ACTIVITY —
Return the data below exactly, stopping after the line with "#[must_use]".

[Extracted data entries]

________________________

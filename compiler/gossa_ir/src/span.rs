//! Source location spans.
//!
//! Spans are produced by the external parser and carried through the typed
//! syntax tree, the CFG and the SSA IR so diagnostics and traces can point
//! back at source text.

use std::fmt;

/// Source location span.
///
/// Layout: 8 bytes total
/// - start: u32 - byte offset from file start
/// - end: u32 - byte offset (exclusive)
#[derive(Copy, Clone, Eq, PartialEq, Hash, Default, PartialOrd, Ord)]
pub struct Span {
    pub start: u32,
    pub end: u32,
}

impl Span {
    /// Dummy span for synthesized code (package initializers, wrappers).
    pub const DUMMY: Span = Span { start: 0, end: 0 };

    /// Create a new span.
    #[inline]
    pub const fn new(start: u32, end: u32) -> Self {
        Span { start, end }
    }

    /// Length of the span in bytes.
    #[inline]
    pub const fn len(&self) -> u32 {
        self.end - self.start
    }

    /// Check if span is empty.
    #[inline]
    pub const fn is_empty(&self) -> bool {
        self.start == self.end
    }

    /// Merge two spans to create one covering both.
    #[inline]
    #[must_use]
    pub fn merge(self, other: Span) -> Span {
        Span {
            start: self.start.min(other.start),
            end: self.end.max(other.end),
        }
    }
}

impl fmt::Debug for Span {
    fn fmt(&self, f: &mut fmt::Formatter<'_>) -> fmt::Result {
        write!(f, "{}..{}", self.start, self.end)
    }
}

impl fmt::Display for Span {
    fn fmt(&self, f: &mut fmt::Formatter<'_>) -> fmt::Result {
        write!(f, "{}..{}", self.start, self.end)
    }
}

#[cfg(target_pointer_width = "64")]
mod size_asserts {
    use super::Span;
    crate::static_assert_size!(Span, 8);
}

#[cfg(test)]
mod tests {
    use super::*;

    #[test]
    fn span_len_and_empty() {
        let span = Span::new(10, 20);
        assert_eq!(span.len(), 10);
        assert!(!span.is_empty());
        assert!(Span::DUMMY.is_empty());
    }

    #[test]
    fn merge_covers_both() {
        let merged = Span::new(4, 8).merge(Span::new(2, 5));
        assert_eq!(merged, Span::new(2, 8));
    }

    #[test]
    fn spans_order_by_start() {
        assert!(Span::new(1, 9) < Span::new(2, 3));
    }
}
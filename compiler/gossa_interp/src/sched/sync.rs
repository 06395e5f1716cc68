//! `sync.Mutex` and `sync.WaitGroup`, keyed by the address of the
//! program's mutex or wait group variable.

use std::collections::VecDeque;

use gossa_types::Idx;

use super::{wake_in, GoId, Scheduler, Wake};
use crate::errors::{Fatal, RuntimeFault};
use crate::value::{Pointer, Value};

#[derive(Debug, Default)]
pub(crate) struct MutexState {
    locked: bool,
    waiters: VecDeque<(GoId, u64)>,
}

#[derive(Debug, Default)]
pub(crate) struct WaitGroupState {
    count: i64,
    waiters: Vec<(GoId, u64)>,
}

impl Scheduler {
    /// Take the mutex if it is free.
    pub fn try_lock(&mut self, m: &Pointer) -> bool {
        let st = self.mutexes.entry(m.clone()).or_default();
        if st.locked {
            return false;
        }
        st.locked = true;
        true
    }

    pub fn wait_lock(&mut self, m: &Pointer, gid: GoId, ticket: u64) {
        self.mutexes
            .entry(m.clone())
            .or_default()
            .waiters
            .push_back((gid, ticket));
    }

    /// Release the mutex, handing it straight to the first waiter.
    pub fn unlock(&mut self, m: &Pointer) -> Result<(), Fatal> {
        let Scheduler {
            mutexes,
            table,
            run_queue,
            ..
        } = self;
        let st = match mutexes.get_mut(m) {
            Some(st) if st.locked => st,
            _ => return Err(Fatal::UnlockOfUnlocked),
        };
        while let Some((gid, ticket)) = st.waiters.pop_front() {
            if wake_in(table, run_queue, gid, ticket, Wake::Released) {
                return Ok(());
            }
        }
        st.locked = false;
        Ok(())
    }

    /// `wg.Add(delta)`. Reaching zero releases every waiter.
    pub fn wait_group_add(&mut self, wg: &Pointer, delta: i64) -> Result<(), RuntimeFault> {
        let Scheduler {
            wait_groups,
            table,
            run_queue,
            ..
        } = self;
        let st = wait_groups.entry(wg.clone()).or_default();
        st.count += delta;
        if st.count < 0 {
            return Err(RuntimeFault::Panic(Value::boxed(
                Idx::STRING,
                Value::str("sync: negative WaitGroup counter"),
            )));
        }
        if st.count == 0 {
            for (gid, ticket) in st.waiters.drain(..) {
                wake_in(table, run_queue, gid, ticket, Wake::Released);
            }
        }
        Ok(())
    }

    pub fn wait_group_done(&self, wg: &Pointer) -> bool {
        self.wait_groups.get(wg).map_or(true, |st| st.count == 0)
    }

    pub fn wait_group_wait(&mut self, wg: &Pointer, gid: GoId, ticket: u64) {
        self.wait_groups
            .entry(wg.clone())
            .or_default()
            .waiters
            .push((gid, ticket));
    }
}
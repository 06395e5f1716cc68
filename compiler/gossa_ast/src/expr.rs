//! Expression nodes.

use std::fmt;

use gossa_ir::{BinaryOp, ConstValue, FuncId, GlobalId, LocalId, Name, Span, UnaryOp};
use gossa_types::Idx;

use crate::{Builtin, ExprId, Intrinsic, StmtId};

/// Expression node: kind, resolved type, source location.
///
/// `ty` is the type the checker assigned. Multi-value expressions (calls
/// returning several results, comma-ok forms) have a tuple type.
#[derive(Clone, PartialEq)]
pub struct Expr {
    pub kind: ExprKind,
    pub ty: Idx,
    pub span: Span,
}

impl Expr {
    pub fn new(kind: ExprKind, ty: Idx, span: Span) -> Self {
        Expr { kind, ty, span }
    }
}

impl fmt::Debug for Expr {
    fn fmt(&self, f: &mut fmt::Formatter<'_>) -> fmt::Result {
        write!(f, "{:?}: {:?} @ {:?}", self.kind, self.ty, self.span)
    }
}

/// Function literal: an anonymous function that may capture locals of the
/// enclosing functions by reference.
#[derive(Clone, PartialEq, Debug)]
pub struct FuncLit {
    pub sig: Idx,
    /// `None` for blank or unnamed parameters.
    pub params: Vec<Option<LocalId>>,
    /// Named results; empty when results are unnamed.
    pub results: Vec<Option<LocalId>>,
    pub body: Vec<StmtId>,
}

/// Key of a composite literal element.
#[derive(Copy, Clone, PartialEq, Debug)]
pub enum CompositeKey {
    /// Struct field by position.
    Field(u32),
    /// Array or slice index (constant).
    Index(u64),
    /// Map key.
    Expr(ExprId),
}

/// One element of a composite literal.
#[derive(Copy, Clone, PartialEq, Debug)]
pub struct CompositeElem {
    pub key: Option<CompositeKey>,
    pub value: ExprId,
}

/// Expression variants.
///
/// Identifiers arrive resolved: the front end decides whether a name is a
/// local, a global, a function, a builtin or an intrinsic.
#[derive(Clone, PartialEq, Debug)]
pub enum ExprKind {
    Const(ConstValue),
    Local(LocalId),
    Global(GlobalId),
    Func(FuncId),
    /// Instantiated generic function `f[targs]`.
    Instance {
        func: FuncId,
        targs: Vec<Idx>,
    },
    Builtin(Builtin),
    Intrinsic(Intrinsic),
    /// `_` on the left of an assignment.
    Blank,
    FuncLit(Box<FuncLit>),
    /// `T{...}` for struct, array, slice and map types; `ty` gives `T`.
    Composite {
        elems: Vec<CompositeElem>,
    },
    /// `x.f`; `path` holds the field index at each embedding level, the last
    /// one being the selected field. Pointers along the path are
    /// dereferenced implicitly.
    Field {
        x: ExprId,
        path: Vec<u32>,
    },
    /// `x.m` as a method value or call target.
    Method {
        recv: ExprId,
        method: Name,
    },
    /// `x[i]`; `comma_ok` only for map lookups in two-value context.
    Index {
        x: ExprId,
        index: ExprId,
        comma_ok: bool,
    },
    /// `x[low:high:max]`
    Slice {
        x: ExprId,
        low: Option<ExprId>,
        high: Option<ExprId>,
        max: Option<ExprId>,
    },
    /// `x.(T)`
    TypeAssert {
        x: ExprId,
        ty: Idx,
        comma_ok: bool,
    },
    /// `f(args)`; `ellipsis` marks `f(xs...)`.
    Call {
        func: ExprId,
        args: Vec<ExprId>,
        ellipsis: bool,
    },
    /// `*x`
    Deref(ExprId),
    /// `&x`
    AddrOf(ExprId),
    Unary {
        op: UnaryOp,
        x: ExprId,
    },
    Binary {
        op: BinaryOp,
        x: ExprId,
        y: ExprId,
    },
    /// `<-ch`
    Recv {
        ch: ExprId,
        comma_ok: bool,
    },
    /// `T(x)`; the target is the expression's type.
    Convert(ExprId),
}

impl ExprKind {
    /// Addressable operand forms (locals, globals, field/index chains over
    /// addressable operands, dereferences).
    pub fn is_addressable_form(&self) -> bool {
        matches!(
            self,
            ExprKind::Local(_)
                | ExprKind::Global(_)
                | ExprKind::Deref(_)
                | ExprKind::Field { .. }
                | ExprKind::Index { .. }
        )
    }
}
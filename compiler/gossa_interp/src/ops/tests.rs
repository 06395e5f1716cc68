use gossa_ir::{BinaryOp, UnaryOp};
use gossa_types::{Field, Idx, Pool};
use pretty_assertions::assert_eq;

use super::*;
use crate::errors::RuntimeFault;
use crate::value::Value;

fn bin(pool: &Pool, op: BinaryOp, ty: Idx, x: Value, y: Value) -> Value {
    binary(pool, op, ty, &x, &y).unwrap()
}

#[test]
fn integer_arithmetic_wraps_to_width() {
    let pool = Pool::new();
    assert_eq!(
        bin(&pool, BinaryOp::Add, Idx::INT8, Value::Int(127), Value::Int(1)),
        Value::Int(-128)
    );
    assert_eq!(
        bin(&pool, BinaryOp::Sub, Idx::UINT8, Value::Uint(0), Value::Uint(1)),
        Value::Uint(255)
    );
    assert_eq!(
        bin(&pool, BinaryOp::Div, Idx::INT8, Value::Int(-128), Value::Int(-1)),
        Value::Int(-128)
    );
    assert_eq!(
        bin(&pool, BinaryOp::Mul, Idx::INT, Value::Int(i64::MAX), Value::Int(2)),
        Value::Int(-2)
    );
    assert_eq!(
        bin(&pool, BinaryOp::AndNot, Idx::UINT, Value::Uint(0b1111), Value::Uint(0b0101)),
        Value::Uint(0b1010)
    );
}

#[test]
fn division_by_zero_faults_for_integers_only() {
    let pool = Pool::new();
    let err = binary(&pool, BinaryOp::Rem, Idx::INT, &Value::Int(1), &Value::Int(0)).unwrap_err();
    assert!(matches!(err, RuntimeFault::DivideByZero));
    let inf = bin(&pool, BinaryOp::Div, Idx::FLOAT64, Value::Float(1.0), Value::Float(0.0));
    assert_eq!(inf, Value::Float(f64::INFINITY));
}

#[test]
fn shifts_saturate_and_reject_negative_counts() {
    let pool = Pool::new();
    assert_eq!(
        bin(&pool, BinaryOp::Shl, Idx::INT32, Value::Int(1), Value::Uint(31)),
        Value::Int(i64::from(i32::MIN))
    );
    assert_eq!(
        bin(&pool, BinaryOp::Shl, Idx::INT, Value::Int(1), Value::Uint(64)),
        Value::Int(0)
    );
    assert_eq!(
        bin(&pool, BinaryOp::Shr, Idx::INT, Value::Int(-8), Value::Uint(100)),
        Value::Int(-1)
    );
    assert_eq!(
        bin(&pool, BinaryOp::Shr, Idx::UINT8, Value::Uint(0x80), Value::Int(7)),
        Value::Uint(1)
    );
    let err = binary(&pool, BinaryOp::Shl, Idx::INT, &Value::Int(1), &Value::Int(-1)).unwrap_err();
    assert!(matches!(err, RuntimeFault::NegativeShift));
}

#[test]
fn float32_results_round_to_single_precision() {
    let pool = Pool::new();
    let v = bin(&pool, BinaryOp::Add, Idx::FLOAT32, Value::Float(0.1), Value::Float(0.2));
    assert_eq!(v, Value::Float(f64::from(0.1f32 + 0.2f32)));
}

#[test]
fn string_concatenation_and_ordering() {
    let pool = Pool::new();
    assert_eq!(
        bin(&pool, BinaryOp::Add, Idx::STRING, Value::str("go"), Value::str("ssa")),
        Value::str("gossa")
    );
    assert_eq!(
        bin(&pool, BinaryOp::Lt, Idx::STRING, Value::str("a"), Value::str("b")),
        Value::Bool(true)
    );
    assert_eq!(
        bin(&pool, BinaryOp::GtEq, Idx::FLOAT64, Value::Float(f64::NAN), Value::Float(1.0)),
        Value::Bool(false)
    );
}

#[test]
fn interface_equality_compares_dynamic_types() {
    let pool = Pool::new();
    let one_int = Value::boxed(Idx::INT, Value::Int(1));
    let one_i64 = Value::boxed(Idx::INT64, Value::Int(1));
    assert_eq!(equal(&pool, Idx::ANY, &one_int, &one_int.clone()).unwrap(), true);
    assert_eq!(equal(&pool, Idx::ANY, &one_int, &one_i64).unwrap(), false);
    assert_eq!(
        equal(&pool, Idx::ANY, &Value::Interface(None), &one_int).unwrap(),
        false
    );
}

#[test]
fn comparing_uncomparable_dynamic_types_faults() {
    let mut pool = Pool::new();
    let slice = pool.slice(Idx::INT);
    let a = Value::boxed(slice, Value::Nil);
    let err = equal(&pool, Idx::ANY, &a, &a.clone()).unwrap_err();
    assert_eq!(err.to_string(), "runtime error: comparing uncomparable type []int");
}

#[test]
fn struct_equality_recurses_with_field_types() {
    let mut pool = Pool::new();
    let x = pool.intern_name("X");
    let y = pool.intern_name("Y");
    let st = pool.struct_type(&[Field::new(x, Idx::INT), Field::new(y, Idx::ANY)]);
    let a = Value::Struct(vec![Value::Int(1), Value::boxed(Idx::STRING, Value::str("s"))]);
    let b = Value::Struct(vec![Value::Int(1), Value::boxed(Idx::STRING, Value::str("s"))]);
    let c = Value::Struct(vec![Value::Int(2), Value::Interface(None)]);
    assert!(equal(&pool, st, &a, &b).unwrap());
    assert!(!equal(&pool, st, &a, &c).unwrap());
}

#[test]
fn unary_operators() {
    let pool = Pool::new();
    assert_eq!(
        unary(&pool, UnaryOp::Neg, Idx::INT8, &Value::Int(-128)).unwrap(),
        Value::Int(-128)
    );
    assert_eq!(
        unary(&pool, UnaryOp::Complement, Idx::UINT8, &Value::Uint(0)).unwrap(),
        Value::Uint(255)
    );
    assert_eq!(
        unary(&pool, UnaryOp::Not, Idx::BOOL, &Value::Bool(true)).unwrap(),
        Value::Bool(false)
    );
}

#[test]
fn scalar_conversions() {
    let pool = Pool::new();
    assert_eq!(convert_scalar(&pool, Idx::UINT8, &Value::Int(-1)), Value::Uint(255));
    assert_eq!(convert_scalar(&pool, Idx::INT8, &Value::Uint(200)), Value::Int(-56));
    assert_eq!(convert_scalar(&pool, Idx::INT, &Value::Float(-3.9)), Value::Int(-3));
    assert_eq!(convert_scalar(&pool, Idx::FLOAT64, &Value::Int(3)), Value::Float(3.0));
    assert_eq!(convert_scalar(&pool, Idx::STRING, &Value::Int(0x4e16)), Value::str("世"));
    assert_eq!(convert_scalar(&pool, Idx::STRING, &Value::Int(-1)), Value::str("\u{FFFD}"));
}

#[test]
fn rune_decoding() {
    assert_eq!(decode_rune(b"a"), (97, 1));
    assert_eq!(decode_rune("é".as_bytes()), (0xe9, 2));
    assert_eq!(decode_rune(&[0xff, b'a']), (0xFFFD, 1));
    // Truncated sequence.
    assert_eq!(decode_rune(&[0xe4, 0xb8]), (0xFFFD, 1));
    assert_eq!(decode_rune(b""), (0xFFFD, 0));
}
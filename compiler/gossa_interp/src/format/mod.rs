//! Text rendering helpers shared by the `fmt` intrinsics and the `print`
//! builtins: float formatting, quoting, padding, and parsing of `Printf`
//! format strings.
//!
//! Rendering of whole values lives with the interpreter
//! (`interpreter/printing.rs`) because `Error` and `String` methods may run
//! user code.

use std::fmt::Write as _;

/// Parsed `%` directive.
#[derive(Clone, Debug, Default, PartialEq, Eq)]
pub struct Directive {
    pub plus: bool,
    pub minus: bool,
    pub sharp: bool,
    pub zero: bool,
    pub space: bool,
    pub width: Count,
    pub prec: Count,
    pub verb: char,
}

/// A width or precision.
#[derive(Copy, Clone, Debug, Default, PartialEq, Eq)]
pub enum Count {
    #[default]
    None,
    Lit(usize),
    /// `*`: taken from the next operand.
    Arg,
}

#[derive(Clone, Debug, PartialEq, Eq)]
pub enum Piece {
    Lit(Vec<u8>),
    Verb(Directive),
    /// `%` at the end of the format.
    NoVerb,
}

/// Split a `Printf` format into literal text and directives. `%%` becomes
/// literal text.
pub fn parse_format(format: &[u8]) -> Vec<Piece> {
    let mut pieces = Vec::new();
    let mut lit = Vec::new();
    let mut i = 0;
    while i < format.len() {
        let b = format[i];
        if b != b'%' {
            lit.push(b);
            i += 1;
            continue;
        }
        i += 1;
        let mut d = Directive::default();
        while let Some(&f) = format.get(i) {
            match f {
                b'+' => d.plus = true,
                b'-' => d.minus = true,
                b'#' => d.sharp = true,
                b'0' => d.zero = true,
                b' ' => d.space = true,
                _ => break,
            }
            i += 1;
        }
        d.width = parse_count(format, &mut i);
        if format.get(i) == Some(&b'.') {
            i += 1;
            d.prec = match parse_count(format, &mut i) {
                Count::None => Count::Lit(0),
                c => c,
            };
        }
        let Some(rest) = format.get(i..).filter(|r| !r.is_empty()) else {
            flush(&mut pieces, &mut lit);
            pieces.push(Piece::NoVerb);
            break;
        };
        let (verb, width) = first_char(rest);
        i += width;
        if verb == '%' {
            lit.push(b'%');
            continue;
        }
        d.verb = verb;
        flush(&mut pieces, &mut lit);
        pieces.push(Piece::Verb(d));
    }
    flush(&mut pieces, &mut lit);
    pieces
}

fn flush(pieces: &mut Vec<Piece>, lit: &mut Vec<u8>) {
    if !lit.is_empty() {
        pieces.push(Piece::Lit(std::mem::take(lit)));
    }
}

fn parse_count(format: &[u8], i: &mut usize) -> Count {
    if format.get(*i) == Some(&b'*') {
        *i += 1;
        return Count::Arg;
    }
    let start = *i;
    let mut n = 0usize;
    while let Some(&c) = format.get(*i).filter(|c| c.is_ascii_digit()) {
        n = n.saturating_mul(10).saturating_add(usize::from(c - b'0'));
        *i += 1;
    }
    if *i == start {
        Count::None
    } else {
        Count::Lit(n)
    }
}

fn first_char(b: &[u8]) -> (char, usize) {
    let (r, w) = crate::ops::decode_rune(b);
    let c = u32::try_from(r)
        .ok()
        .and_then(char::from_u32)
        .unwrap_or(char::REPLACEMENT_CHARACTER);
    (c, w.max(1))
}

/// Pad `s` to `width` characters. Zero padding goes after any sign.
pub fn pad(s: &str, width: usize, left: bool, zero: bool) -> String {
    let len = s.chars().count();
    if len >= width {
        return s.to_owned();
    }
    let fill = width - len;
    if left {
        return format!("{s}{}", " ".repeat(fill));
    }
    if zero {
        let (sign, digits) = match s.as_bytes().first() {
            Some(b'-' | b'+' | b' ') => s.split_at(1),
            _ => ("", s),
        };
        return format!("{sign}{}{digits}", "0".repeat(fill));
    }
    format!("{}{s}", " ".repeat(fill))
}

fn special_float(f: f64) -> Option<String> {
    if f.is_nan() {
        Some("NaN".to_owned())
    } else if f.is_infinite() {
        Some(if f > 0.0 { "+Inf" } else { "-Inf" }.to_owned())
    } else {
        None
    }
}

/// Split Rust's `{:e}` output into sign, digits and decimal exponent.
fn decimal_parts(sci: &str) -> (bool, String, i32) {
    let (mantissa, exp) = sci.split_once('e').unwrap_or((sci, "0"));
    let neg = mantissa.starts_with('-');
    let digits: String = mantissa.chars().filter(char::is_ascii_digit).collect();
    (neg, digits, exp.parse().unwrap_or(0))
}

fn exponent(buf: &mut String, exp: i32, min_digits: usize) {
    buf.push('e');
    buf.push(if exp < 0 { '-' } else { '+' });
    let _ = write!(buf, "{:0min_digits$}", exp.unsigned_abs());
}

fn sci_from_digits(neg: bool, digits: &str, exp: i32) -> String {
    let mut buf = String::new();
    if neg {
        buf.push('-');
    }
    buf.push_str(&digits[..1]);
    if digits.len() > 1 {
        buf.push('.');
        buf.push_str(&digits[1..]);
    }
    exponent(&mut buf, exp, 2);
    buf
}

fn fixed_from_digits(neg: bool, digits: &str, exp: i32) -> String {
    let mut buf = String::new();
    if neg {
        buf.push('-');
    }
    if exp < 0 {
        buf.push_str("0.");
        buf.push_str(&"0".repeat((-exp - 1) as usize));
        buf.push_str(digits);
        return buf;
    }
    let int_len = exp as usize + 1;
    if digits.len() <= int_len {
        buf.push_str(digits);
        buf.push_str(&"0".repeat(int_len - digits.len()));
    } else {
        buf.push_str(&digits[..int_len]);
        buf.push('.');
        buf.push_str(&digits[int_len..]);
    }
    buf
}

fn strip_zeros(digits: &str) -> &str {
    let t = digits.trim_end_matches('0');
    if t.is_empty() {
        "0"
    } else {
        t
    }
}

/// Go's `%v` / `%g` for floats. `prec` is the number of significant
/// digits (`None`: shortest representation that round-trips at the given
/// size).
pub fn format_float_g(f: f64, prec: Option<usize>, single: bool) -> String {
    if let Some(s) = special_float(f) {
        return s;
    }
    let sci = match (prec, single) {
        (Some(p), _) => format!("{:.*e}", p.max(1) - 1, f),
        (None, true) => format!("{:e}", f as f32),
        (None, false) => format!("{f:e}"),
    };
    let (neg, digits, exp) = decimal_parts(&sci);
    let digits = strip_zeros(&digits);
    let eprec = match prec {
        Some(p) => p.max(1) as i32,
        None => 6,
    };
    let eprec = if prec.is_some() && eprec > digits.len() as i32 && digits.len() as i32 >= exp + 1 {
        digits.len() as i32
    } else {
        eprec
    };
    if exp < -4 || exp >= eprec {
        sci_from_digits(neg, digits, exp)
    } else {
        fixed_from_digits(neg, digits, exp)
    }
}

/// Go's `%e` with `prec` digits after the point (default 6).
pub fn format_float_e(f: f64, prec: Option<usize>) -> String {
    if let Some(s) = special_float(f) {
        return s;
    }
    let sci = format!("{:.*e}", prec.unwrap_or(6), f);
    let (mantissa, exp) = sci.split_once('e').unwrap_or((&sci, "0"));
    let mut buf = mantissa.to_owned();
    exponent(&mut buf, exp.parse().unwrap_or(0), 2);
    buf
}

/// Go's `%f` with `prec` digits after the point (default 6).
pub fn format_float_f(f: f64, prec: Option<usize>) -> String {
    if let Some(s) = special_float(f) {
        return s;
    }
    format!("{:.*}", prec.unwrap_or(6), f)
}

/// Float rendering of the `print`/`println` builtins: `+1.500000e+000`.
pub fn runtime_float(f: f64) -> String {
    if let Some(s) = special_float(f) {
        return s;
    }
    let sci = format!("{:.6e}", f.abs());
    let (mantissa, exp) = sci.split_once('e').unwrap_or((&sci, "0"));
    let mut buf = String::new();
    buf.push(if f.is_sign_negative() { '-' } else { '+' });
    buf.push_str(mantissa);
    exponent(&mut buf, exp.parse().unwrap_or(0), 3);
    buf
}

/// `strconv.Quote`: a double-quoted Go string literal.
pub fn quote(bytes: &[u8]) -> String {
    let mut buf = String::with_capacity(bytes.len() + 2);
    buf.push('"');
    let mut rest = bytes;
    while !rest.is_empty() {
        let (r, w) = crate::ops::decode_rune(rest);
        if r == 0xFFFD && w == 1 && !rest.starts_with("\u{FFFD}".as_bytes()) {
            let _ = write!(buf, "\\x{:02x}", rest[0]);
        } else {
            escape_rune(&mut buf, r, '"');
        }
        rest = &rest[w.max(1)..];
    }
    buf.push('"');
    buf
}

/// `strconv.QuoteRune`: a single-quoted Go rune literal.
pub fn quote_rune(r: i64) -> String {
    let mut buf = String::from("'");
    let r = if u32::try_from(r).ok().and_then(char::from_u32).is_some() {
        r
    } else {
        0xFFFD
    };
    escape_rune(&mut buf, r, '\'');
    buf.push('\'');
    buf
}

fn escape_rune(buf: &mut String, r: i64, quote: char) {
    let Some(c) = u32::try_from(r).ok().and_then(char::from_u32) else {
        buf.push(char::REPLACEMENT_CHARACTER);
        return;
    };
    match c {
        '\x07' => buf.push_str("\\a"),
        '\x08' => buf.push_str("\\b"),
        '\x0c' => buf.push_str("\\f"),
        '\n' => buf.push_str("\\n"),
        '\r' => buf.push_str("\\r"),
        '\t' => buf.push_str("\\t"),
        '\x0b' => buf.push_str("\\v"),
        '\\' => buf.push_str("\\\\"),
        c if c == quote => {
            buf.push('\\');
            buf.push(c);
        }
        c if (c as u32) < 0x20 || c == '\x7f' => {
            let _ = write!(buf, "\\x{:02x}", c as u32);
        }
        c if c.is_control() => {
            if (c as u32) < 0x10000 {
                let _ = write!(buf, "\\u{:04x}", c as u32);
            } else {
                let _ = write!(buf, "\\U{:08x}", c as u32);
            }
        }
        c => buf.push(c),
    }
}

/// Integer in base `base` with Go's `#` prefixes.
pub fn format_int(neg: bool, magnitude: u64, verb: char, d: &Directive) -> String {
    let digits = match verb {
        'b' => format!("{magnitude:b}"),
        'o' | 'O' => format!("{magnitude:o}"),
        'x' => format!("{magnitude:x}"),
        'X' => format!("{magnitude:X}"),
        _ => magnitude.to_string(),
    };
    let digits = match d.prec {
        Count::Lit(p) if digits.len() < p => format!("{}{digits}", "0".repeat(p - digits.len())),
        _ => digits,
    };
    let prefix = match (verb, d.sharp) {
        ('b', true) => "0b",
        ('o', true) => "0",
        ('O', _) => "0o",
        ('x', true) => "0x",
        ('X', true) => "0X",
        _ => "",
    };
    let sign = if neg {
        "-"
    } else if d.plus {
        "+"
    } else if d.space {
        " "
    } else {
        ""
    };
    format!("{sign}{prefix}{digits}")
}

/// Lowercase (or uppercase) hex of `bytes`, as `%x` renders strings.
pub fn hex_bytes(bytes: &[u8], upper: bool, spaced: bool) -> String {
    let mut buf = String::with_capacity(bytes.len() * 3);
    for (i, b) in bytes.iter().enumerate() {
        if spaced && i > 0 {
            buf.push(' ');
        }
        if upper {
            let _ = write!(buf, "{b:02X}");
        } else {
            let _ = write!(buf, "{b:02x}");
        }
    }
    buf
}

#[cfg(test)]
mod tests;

________________________

WRITTEN RESPONSE —
filename compiler/gossa_ir/src/span.rs
//! Source location spans.
//!
//! Spans are produced by the external parser and carried through the typed
//! syntax tree, the CFG and the SSA IR so diagnostics and traces can point
//! back at source text.

use std::fmt;

/// Source location span.
///
/// Layout: 8 bytes total
/// - start: u32 - byte offset from file start
/// - end: u32 - byte offset (exclusive)
#[derive(Copy, Clone, Eq, PartialEq, Hash, Default, PartialOrd, Ord)]
pub struct Span {
    pub start: u32,
    pub end: u32,
}

impl Span {
    /// Dummy span for synthesized code (package initializers, wrappers).
    pub const DUMMY: Span = Span { start: 0, end: 0 };

    /// Create a new span.
    #[inline]
    pub const fn new(start: u32, end: u32) -> Self {
        Span { start, end }
    }

    /// Length of the span in bytes.
    #[inline]
    pub const fn len(&self) -> u32 {
        self.end - self.start
    }

    /// Check if span is empty.
    #[inline]
    pub const fn is_empty(&self) -> bool {
        self.start == self.end
    }

    /// Merge two spans to create one covering both.
    #[inline]
    #[must_use]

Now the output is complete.